Twin injector system?

Michael Kasimirsky mtk at tmc.astm.cmri.cmu.edu
Tue Jun 30 13:41:30 GMT 1998


> This ain't at all my idea, but here goes.  So ya want to go from idle
> to 15,000 rpm, hmm.  At 15G, the inertia of the timing injector ain't
> even
> gonna be in sync with nothing, so that would be the true
> reason for them mounting the injector so far upstream, the other
> sounds like a press release.
> 
I believe the idea of mounting the injector above the velocity stack
came from Formula 1.  As far as I know, this is the typical installation
in an F1 engine.  I'd thought it was for a performance enhancement due
to the sky high revs that F1 engines turn, but finding good technical
info on F1 engines isn't exactly easy.  Also, F1 cars use injectors
different than your run of the mill Buick, as you would expect.

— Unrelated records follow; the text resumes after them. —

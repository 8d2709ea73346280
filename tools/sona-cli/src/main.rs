use clap::{Parser as ClapParser, Subcommand};
use std::fs;
use std::path::{Path, PathBuf};
use anyhow::{bail, Context};
use rkyv::ser::{serializers::AllocSerializer, Serializer};
use rkyv::{AlignedVec, Deserialize, Infallible};
use sona_protocol::{Dialect, Dictionary, Vocabulary};
use sona_parser::{ParseCache, Parser};
use sona_solver::Facts;
use tracing::{debug, Level};

#[derive(ClapParser)]
#[command(author, version, about = "toki pona sentence parser and lexicon compiler")]
struct Cli {
    /// Lexicon to parse against (.json or compiled .rkyv); defaults to the built-in word list
    #[arg(short, long, value_name = "FILE", global = true)]
    lexicon: Option<PathBuf>,

    /// Reject `li pi` along with every other particle pair
    #[arg(long, global = true)]
    strict: bool,

    /// -v for debug logs, -vv for trace
    #[arg(short, long, action = clap::ArgAction::Count, global = true)]
    verbose: u8,

    #[command(subcommand)]
    command: Command,
}

#[derive(Subcommand)]
enum Command {
    /// Compiles a JSON dictionary to an rkyv binary
    Compile {
        #[arg(short, long, value_name = "FILE")]
        input: PathBuf,

        #[arg(short, long, value_name = "FILE")]
        output: PathBuf,
    },
    /// Parses normalized sentences and prints their trees
    Parse {
        #[arg(required = true)]
        sentences: Vec<String>,

        /// Print JSON instead of the debug tree
        #[arg(long)]
        json: bool,
    },
    /// Answers a seme question from the given facts
    Ask {
        #[arg(short, long = "fact", value_name = "SENTENCE", required = true)]
        facts: Vec<String>,

        question: String,
    },
}

fn main() -> anyhow::Result<()> {
    let cli = Cli::parse();

    let level = match cli.verbose {
        0 => Level::WARN,
        1 => Level::DEBUG,
        _ => Level::TRACE,
    };
    tracing_subscriber::fmt()
        .with_max_level(level)
        .with_writer(std::io::stderr)
        .init();

    let dialect = if cli.strict { Dialect::strict() } else { Dialect::default() };

    match &cli.command {
        Command::Compile { input, output } => compile(input, output),
        Command::Parse { sentences, json } => {
            let vocabulary = load_lexicon(cli.lexicon.as_deref())?;
            parse(&vocabulary, dialect, sentences, *json)
        }
        Command::Ask { facts, question } => {
            let vocabulary = load_lexicon(cli.lexicon.as_deref())?;
            ask(&vocabulary, dialect, facts, question)
        }
    }
}

fn compile(input: &Path, output: &Path) -> anyhow::Result<()> {
    println!("📖 Reading JSON from {:?}...", input);
    let input_data = fs::read_to_string(input)?;

    // 1. Deserialize JSON to Rust Structs
    let dict: Dictionary = serde_json::from_str(&input_data)
        .with_context(|| format!("{:?} is not a valid dictionary", input))?;

    println!(
        "⚙️  Compiling Dictionary version {} with {} words and {} compounds...",
        dict.version,
        dict.entries.len(),
        dict.compounds.len()
    );

    // 2. Serialize to RKYV and write
    let bytes = compile_dictionary(&dict)?;
    fs::write(output, &bytes)?;

    println!("✅ Success! Binary written to {:?}", output);
    Ok(())
}

fn compile_dictionary(dict: &Dictionary) -> anyhow::Result<AlignedVec> {
    let mut serializer = AllocSerializer::<256>::default();
    serializer
        .serialize_value(dict)
        .map_err(|e| anyhow::anyhow!("Failed to rkyv serialize: {:?}", e))?;
    Ok(serializer.into_serializer().into_inner())
}

/// Validates a compiled lexicon before trusting it.
fn read_dictionary(bytes: &[u8]) -> anyhow::Result<Dictionary> {
    let mut aligned = AlignedVec::with_capacity(bytes.len());
    aligned.extend_from_slice(bytes);

    let archived = rkyv::check_archived_root::<Dictionary>(&aligned)
        .map_err(|e| anyhow::anyhow!("Corrupt lexicon: {}", e))?;
    Ok(archived
        .deserialize(&mut Infallible)
        .unwrap_or_else(|never| match never {}))
}

fn load_lexicon(path: Option<&Path>) -> anyhow::Result<Vocabulary> {
    let Some(path) = path else {
        debug!("using the built-in vocabulary");
        return Ok(Vocabulary::builtin());
    };

    let dict: Dictionary = match path.extension().and_then(|e| e.to_str()) {
        Some("json") => serde_json::from_str(&fs::read_to_string(path)?)
            .with_context(|| format!("{:?} is not a valid dictionary", path))?,
        _ => read_dictionary(&fs::read(path)?)?,
    };
    debug!(words = dict.entries.len(), compounds = dict.compounds.len(), "lexicon loaded");
    Ok(Vocabulary::from(&dict))
}

fn parse(vocabulary: &Vocabulary, dialect: Dialect, sentences: &[String], json: bool) -> anyhow::Result<()> {
    let parser = Parser::new(vocabulary).with_dialect(dialect);
    let mut cache = ParseCache::new();
    let mut failures = 0;

    for text in sentences {
        match parser.parse_with_cache(text, text, &mut cache) {
            Ok(sentence) if json => println!("{}", serde_json::to_string_pretty(&sentence)?),
            Ok(sentence) => println!("{}\n{:#?}", sentence, sentence),
            Err(err) => {
                failures += 1;
                eprintln!("❌ {:?} error: {}", err.kind(), err);
            }
        }
    }
    debug!(entries = cache.len(), hits = cache.hits(), "parse cache");

    if failures > 0 {
        bail!("{} of {} sentences failed to parse", failures, sentences.len());
    }
    Ok(())
}

fn ask(vocabulary: &Vocabulary, dialect: Dialect, facts: &[String], question: &str) -> anyhow::Result<()> {
    let parser = Parser::new(vocabulary).with_dialect(dialect);

    let mut known = Facts::new();
    for fact in facts {
        known.tell(parser.parse(fact, fact)?);
    }
    let question = parser.parse(question, question)?;

    let answer = known.ask(&question)?;
    println!("{}", answer);
    Ok(())
}

#[cfg(test)]
mod tests {
    use super::*;
    use clap::CommandFactory;

    #[test]
    fn test_cli_definition() {
        Cli::command().debug_assert();
    }

    #[test]
    fn test_compiled_lexicon_loads_back() {
        let dict = Dictionary::builtin();
        let bytes = compile_dictionary(&dict).unwrap();

        let loaded = read_dictionary(&bytes).unwrap();
        assert_eq!(loaded, dict);
    }

    #[test]
    fn test_corrupt_lexicon_is_rejected() {
        assert!(read_dictionary(&[0xde, 0xad, 0xbe, 0xef]).is_err());
    }

    #[test]
    fn test_ask_finds_answer() {
        let vocabulary = Vocabulary::builtin();
        let facts = vec!["jan li moku e kili.".to_string()];
        assert!(ask(&vocabulary, Dialect::default(), &facts, "jan li moku e seme?").is_ok());
        assert!(ask(&vocabulary, Dialect::default(), &facts, "jan li lape e seme?").is_err());
    }
}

Ducati uses twin injectors on it's superbikes (996cc V-twins), but they
are mounted in a more conventional location.  Only Honda uses the second
injector mounted upstream of the throttle plate.

For my application, I'm only interested in maximum power and
driveability.  I could care less about emissions, especially since I run
115 octane leaded racing gasoline.  :-)

One major point to consider in mounting a second injector above the
velocity stack, and throttle plate, is throttle position.  I don't think
you'd want to start flowing fuel from this injector until the throttle
is at least 3/4 open, if not wide open.  Otherwise, I could envision
many potential bad things from dumping fuel into the airbox with no
place to go.

My thoughts on system design would be to control the injectors
separately.  Size the downstream injector to get you to wide open and
maybe 1/2 of redline.  This would keep that injector small and allow
better fuel metering at idle speed.  Beyond that, I'd have the second,
high flow injector begin to kick in and supply the engine to redline.  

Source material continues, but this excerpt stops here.